Die Grösse eines Hubs lässt sich politisch nicht steuern (NZZ)

Publiziert von VFSNinfo am

Folgen einer Plafonierung von Flugbewegungen und Betriebszeiten aus Netzwerksicht 

Von Thomas Bieger *


siehe auch:
Leserbriefe in der NZZ vom 15.06.06: Hubstrategie für Zürcher Flughafen?

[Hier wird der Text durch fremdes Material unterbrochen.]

//! Depth-tracked extraction of complete stanzas from a token stream.

use std::fmt;

use crate::error::ParserError;
use crate::markup::{classify_token, MarkupKind};
use crate::token::Token;

/// An ordered sequence of tokens spanning either a pass-through fragment
/// (root tag, inter-stanza whitespace, top-level declaration) or exactly
/// one complete stanza rooted at the threshold depth.
///
/// The string form of a `TokenSequence` is the concatenation of its
/// tokens' text, and is always byte-identical to the slice of the
/// original input that produced it.
#[derive(Debug, Clone, Default, PartialEq, Eq)]
pub struct TokenSequence {
    tokens: Vec<Token>,
    complete: bool,
}

impl TokenSequence {
    fn push(&mut self, token: Token) {
        self.tokens.push(token);
    }

    /// Is this a complete stanza (as opposed to a pass-through fragment)?
    pub fn complete(&self) -> bool {
        self.complete
    }

    /// The tokens making up this sequence, in stream order.
    pub fn tokens(&self) -> &[Token] {
        &self.tokens
    }

    /// True if this sequence carries no tokens at all (never emitted by
    /// the extractor on its own, but useful for callers building one by
    /// hand, e.g. a hook constructing a replacement).
    pub fn is_empty(&self) -> bool {
        self.tokens.is_empty()
    }

    /// Build a sequence directly from raw text, marked complete. Used by
    /// hooks that replace a stanza's contents wholesale.
    pub fn from_text(text: impl Into<String>) -> Self {
        TokenSequence {
            tokens: vec![Token::Content(text.into())],
            complete: true,
        }
    }
}

impl fmt::Display for TokenSequence {
    fn fmt(&self, f: &mut fmt::Formatter) -> fmt::Result {
        for token in &self.tokens {
            f.write_str(token.text())?;
        }
        Ok(())
    }
}

/// Tracks element depth across a stream of tokens and groups them into
/// [`TokenSequence`]s, emitting a sequence whenever one completes.
#[derive(Debug)]
pub struct StanzaExtractor {
    threshold: u32,
    current_depth: u32,
    current: TokenSequence,
}

impl StanzaExtractor {
    /// Default stanza depth in XMPP: the root `<stream:stream>` sits at
    /// depth 1, its direct children (stanzas) at depth 2.
    pub const DEFAULT_THRESHOLD: u32 = 2;

    /// Construct an extractor with the given depth threshold.
    pub fn new(threshold: u32) -> Self {
        StanzaExtractor {
            threshold,
            current_depth: 0,
            current: TokenSequence::default(),
        }
    }

    /// Feed one token in. Returns `Some(sequence)` whenever a pass-through
    /// fragment or a complete stanza was just finished.
    pub fn add(&mut self, token: Token) -> Result<Option<TokenSequence>, ParserError> {
        let original = self.current_depth;
        let kind = classify_token(&token);

        let (effective, next, is_reset, is_self_contained) = match kind {
            None => (original, original, false, false),
            Some(MarkupKind::Open) => (original + 1, original + 1, false, false),
            Some(MarkupKind::Close) => {
                if original == 0 {
                    return Err(ParserError::NegativeDepth);
                }
                (original, original - 1, false, false)
            }
            Some(MarkupKind::SelfContained) => (original + 1, original, false, true),
            Some(MarkupKind::Declaration) | Some(MarkupKind::Comment) => {
                (original, original, false, false)
            }
            Some(MarkupKind::Reset) => (1, 0, true, false),
        };

        self.current.push(token);
        self.current_depth = next;

        if is_reset {
            return Ok(Some(self.take()));
        }

        if effective < self.threshold {
            return Ok(Some(self.take()));
        }

        if next < self.threshold && self.threshold <= original {
            self.current.complete = true;
            return Ok(Some(self.take()));
        }

        if is_self_contained && effective == self.threshold {
            self.current.complete = true;
            return Ok(Some(self.take()));
        }

        Ok(None)
    }

    fn take(&mut self) -> TokenSequence {
        std::mem::take(&mut self.current)
    }

    /// Current element depth. Exposed for diagnostics and tests; always
    /// `>= 0` by construction (a negative transition is reported as an
    /// error instead of being applied).
    pub fn current_depth(&self) -> u32 {
        self.current_depth
    }
}

#[cfg(test)]
mod tests {
    use super::*;
    use crate::tokenizer::Tokenizer;

    fn extract(input: &str, threshold: u32) -> Vec<TokenSequence> {
        let mut tokenizer = Tokenizer::new();
        let mut extractor = StanzaExtractor::new(threshold);
        let mut out = Vec::new();
        for c in input.chars() {
            for token in tokenizer.push(c) {
                if let Some(seq) = extractor.add(token).expect("valid depth") {
                    out.push(seq);
                }
            }
        }
        out
    }

    #[test]
    fn nested_stanza_extraction() {
        let seqs = extract("<a><A1 uwu=\"magic\"><A2><A3>uwu</A3></A2></A1></a>", 2);
        let complete: Vec<_> = seqs.iter().filter(|s| s.complete()).collect();
        assert_eq!(complete.len(), 1);
        assert_eq!(
            complete[0].to_string(),
            "<A1 uwu=\"magic\"><A2><A3>uwu</A3></A2></A1>"
        );
    }

    #[test]
    fn self_contained_at_threshold() {
        let seqs = extract("<stream:stream><iq to='x' id='1'/></stream:stream>", 2);
        let complete: Vec<_> = seqs.iter().filter(|s| s.complete()).collect();
        assert_eq!(complete.len(), 1);
        assert_eq!(complete[0].to_string(), "<iq to='x' id='1'/>");
    }

    #[test]
    fn stream_reset_emits_no_stanza() {
        let input = "<?xml version='1.0'?><stream:stream></stream:stream><?xml version='1.0'?><stream:stream>";
        let seqs = extract(input, 2);
        assert!(seqs.iter().all(|s| !s.complete()));
    }

    #[test]
    fn reconstructing_the_input_is_lossless() {
        let input = "<stream:stream><message><body>hi</body></message><presence/></stream:stream>";
        let seqs = extract(input, 2);
        let reassembled: String = seqs.iter().map(|s| s.to_string()).collect();
        assert_eq!(reassembled, input);
    }

    #[test]
    fn chunk_split_invariance() {
        let input = "<a><A1 uwu=\"magic\"><A2><A3>uwu</A3></A2></A1></a>";
        let whole = extract(input, 2);

        // Feed byte-by-byte through a separately constructed pipeline; same
        // extractor/tokenizer pairing always consumes char-at-a-time
        // regardless of how the caller chunks the underlying `&str`, so
        // splitting `input` into 1-char pieces must produce the same list.
        let mut tokenizer = Tokenizer::new();
        let mut extractor = StanzaExtractor::new(2);
        let mut chunked = Vec::new();
        for piece in input.split("").filter(|s| !s.is_empty()) {
            for c in piece.chars() {
                for token in tokenizer.push(c) {
                    if let Some(seq) = extractor.add(token).expect("valid depth") {
                        chunked.push(seq);
                    }
                }
            }
        }
        assert_eq!(chunked, whole);
    }

    #[test]
    fn negative_depth_is_an_error() {
        let mut extractor = StanzaExtractor::new(2);
        let err = extractor.add(Token::Markup("</a>".into())).unwrap_err();
        assert!(matches!(err, ParserError::NegativeDepth));
    }

    #[test]
    fn current_depth_reflects_a_partial_feed() {
        let mut tokenizer = Tokenizer::new();
        let mut extractor = StanzaExtractor::new(2);
        for c in "<stream:stream><message>".chars() {
            for token in tokenizer.push(c) {
                extractor.add(token).expect("valid depth");
            }
        }
        assert_eq!(extractor.current_depth(), 2);
    }

    #[test]
    fn freshly_constructed_sequence_is_empty() {
        assert!(TokenSequence::default().is_empty());
    }
}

Die Plafonierungsinitiative für den Flughafen Zürich will die Zahl der Flugbewegungen und die Betriebszeiten einschränken. Der Autor beschreibt die Wirkungen solcher Beschränkungen auf das Funktionieren eines Hubs aus der Sicht des Netzwerkmanagements von Fluggesellschaften. Mit dem Aufbau der Swiss und der fünften Ausbauetappe des Flughafens Zürich wurde das Ziel verfolgt, der Schweiz für die Zukunft in Zürich eine interkontinentale Luftverkehrsdrehscheibe, einen Hub, zu sichern. Wichtiges Element beim Verkauf der Swiss an die Lufthansa war die Perspektive, dass sich Zürich bei konkurrenzfähigen Rahmenbedingungen als Hub innerhalb des Multi-Hub-Systems der Lufthansa neben Frankfurt und München entwickeln kann. Eine Volksinitiative im Kanton Zürich, die eine Plafonierung der Flugbewegungen bei jährlich 250 000 und 9 Stunden Nachtruhe verlangt, erweckt den Eindruck, die Dimensionen eines Hubs liessen sich nach politischem Gutdünken fast beliebig steuern.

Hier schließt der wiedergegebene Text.